Saved data entries:
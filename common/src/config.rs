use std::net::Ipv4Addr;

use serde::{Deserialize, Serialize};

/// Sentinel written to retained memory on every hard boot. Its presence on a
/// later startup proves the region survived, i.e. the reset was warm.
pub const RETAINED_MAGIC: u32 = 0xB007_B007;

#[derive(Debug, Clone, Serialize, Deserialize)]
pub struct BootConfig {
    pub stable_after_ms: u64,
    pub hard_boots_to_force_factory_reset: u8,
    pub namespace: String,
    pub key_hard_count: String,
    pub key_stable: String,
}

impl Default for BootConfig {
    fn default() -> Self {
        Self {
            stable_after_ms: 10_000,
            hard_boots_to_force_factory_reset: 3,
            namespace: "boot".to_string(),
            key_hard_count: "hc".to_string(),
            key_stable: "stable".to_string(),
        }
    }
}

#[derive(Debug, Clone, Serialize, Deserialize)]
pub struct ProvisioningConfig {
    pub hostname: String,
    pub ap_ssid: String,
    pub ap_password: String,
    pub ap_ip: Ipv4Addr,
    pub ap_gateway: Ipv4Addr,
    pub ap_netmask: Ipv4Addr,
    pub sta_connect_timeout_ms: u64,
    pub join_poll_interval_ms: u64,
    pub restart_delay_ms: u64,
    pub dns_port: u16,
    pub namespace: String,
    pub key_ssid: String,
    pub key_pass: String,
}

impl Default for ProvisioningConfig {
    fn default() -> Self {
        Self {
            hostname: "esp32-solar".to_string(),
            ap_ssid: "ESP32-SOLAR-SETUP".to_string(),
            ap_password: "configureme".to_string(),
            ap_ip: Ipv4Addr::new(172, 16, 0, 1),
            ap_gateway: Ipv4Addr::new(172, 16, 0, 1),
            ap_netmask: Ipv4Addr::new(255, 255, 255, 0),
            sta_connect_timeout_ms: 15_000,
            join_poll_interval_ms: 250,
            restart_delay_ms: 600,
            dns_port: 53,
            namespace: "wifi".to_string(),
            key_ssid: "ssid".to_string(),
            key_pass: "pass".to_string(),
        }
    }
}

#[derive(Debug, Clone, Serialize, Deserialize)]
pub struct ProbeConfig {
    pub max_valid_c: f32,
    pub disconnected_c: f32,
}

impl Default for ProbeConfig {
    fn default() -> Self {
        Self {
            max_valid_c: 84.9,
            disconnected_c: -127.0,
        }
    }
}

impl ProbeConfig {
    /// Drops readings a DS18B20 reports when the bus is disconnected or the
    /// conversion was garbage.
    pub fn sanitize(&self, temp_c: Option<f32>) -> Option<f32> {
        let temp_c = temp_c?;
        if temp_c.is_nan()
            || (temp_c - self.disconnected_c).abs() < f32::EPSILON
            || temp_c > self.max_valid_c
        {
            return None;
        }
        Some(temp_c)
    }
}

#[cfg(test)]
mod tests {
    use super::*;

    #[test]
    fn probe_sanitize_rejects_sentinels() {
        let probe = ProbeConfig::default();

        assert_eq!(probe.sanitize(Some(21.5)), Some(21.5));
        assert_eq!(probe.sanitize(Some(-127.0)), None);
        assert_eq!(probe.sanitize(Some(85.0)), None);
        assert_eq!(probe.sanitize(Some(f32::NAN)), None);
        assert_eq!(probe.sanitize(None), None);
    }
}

* * *

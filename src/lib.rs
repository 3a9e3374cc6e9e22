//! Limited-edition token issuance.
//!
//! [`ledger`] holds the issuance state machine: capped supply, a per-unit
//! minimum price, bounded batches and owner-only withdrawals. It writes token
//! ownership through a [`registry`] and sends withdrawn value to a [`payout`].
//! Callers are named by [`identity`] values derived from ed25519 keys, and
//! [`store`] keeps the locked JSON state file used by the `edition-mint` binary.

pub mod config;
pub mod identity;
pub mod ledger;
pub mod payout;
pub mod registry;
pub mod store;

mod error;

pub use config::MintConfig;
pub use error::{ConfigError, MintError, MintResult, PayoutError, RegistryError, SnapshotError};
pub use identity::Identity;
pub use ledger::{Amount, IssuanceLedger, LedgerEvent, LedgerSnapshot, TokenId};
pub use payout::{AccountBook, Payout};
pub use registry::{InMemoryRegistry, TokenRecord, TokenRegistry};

- **YOUR OBJECTIVE**
Give only the lines from the one holding "filename src/lib.rs" through the one holding "pub use config::MintConfig;", each restated exactly as it appears above.

- **EXPECTED ANSWER**
filename src/lib.rs
repository 3a9e3374cc6e9e22
//! Limited-edition token issuance.
//!
//! [`ledger`] holds the issuance state machine: capped supply, a per-unit
//! minimum price, bounded batches and owner-only withdrawals. It writes token
//! ownership through a [`registry`] and sends withdrawn value to a [`payout`].
//! Callers are named by [`identity`] values derived from ed25519 keys, and
//! [`store`] keeps the locked JSON state file used by the `edition-mint` binary.

pub mod config;
pub mod identity;
pub mod ledger;
pub mod payout;
pub mod registry;
pub mod store;

mod error;

pub use config::MintConfig;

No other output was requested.